Reputation: 543
I am implementing some hadoop application. I am almost complete with my coding part. But want to improve the coder after reading in mapper design pattern book from "Lin & Chris Dryer". As for efficient implementation of this approach require to preserve state in map function for a definite period of time an then emitting the result. As this can be easily implemented by taking some data structure as a member variable in the mapper class and in then emitting in the cleanup method. The above implementation is feasible with the "org.apache.hadoop.mapreduce.mapper"interface.
But actually I was not able to setup new hadoop api in my system so working with the hadoop0.18, which doesn't have "mapdreduce"package,instead it uses "mapred" mapper interface for implementing the map function which doesn't have any cleanup method like in "mapredcue.mapper". Can still this in mapper design pattern be implemented in the old interface? Though it has a "close"method but this method does not provide any argument or facilities so that you can emit your key value pairs.
Upvotes: 0
Views: 442
Reputation: 30089
You can still do setup and cleanup with the old API.
Your mapper needs to implement the Configurable interface (or extend Configured).

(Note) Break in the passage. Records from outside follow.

use axum::{
    Json,
    extract::{Query, State},
};
use bm_common::views::soft_blocks::{
    BlockFilter, BlockSummary, ResourceBlock, collect_soft_blocks, filter_blocks,
};
use chrono::Utc;
use serde::{Deserialize, Serialize};

use crate::SharedState;
use crate::error::ApiError;

#[derive(Debug, Default, Deserialize)]
pub struct BlockQuery {
    #[serde(default)]
    pub state: BlockFilter,
}

#[derive(Debug, Serialize)]
pub struct BlockList {
    pub items: Vec<ResourceBlock>,
    pub summary: BlockSummary,
}

pub async fn list_soft_blocks(
    State(state): State<SharedState>,
    Query(query): Query<BlockQuery>,
) -> Result<Json<BlockList>, ApiError> {
    let now = Utc::now();
    let resources = state.source.resources(now).await?;

    let blocks = collect_soft_blocks(&resources);
    let summary = BlockSummary::from_blocks(&blocks, now);

    Ok(Json(BlockList {
        items: filter_blocks(blocks, query.state, now),
        summary,
    }))
}
pub mod accounts;
pub mod dashboard;
pub mod health;
pub mod interviews;
pub mod matches;
pub mod pagination;
pub mod requirements;
pub mod resources;
pub mod soft_blocks;
pub mod weekly;

use bm_common::views::requirements::{DeriveOptions, derive_requirements};
use bm_common::{Requirement, Resource};
use chrono::{DateTime, Utc};

use crate::AppState;
use crate::error::ApiError;

/// Resources and the requirements derived from them, read in one upstream call.
pub(crate) async fn load_bench(
    state: &AppState,
    now: DateTime<Utc>,
) -> Result<(Vec<Resource>, Vec<Requirement>), ApiError> {
    let resources = state.source.resources(now).await?;
    let options = DeriveOptions {
        synthesize_fallback: state.config.synthesize_requirements,
    };
    let requirements = derive_requirements(&resources, options, now);
    Ok((resources, requirements))
}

In this case, when the mapper class is created in MapRunner (via the ReflectionUtils.newInstance method), the setConf(Configuration) method will be called passing the Job configuration. The difference here between the new and old API - you don't have access to the OutputCollector in the old API (where as the new API you are passed the Context)
Finally, MapRunner will call the close method of your mapper when all records have been passed to the map method (similar to the cleanup method of the new API). Again, you don't have access to the OutputCollector, so if you want it, you'll need to create a reference to it in your map method.
Upvotes: 1